TITLE=Recent Advances in the Elucidation of Frataxin Biochemical Function Open Novel Perspectives for the Treatment of Friedreich’s Ataxia

JOURNAL=Frontiers in Neuroscience

VOLUME=Volume 16 - 2022

YEAR=2022

URL=https://www.frontiersin.org/journals/neuroscience/articles/10.3389/fnins.2022.838335

DOI=10.3389/fnins.2022.838335

ISSN=1662-453X

ABSTRACT=Friedreich’s ataxia (FRDA) is the most prevalent autosomic recessive ataxia and is associated with a severe cardiac hypertrophy and less frequently diabetes. It is caused by mutations in the gene encoding frataxin (FXN), a small mitochondrial protein.

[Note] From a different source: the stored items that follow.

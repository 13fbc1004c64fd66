use qdiv_circuit::Circuit;

use crate::ArithmeticError;

/// Whether a ripple-carry adder exposes its carry out.
#[derive(Debug, Clone, Copy, PartialEq, Eq, Hash)]
pub enum AdderKind {
    /// Registers `cin`, `a`, `b`, `cout`. The carry out is XORed into `cout`.
    Full,
    /// Registers `cin`, `a`, `b`. The sum is taken modulo `2^n`.
    Fixed,
}

/// Majority: leaves `a` holding the carry into the next position.
fn maj(circuit: &mut Circuit, c: usize, b: usize, a: usize) -> Result<(), ArithmeticError> {
    circuit.cx(a, b)?;
    circuit.cx(a, c)?;
    circuit.ccx(c, b, a)?;
    Ok(())
}

/// UnMajority and Add: undoes [`maj`] and writes the sum bit into `b`.
fn uma(circuit: &mut Circuit, c: usize, b: usize, a: usize) -> Result<(), ArithmeticError> {
    circuit.ccx(c, b, a)?;
    circuit.cx(a, c)?;
    circuit.cx(c, b)?;
    Ok(())
}

/// A Cuccaro-style ripple-carry adder computing `|a⟩|b⟩ → |a⟩|a + b⟩` on `n`-qubit
/// operands.
///
/// The carry ripples up through the `a` register, seeded by the `cin` ancilla, and is undone on
/// the way back down, so `a` and `cin` are returned unchanged.
pub fn ripple_carry_adder(n: usize, kind: AdderKind) -> Result<Circuit, ArithmeticError> {
    if n == 0 {
        return Err(ArithmeticError::ZeroWidth);
    }
    let mut circuit = Circuit::new(match kind {
        AdderKind::Full => format!("rc_adder_full_{n}"),
        AdderKind::Fixed => format!("rc_adder_fixed_{n}"),
    });
    let cin = circuit.add_register("cin", 1)?.qubit(0);
    let a = circuit.add_register("a", n)?;
    let b = circuit.add_register("b", n)?;
    let cout = match kind {
        AdderKind::Full => Some(circuit.add_register("cout", 1)?.qubit(0)),
        AdderKind::Fixed => None,
    };

    maj(&mut circuit, cin, b.qubit(0), a.qubit(0))?;
    for i in 1..n {
        maj(&mut circuit, a.qubit(i - 1), b.qubit(i), a.qubit(i))?;
    }
    if let Some(cout) = cout {
        circuit.cx(a.qubit(n - 1), cout)?;
    }
    for i in (1..n).rev() {
        uma(&mut circuit, a.qubit(i - 1), b.qubit(i), a.qubit(i))?;
    }
    uma(&mut circuit, cin, b.qubit(0), a.qubit(0))?;

    Ok(circuit)
}

/// Subtract `a` from the `n + 1`-bit value held in `b` (low bits) and `cout` (top bit).
///
/// Uses `b - a = ¬(¬b + a)`: complement the minuend, add with a full adder, complement again.
/// The result is modulo `2^(n+1)`, so when `a` exceeds the minuend the top qubit is left set.
pub fn ripple_carry_subtractor(n: usize) -> Result<Circuit, ArithmeticError> {
    let adder = ripple_carry_adder(n, AdderKind::Full)?;
    let mut circuit = Circuit::new(format!("rc_subtractor_{n}"));
    for register in adder.registers() {
        circuit.add_register(register.name(), register.len())?;
    }
    let minuend = circuit
        .register("b")
        .into_iter()
        .chain(circuit.register("cout"))
        .flat_map(|r| r.qubits())
        .collect::<Vec<_>>();

    for &q in &minuend {
        circuit.x(q)?;
    }
    circuit.append(&adder, &(0..adder.num_qubits()).collect::<Vec<_>>())?;
    for &q in &minuend {
        circuit.x(q)?;
    }
    Ok(circuit)
}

The primary consequence is a defective expression of FXN, with basal protein levels decreased by 65 % to 98 %, which foremost affects the cerebellum, the heart, and the liver. FXN is a mitochondrial protein involved in iron metabolism but its exact function has remained elusive and highly debated since its discovery, which has hindered the development of enzymatic assays to screen for drugs that could selectively replace the FXN protein. At the cellular level, FRDA is characterized by a general deficit in the biosynthesis of iron-sulfur (Fe-S) clusters and also heme, iron accumulation and deposition in mitochondria and sensitivity to oxidative stress. Based on these phenotypes and the ability of FXN to bind iron, a role as an iron storage protein providing iron for Fe-S cluster and heme biosynthesis was initially proposed. However, this model was challenged by several other studies and it is now widely accepted that FXN functions primarily in Fe-S cluster biosynthesis, with iron accumulation, heme deficiency and oxidative stress sensitivity appearing later on as secondary defects. Nonetheless, the biochemical function of FXN in Fe-S cluster biosynthesis is still debated. Several roles have been proposed for FXN: iron chaperone, gate-keeper of detrimental Fe-S cluster biosynthesis, sulfide production stimulator and sulfur transfer accelerator. A picture is now emerging pointing to a unique function of FXN as an enhancer accelerating a key step of sulfur transfer between two components of the Fe-S cluster biosynthetic complex. We will review here the latest discoveries on the biochemical function of frataxin and the implication for a potential therapeutic treatment of FRDA.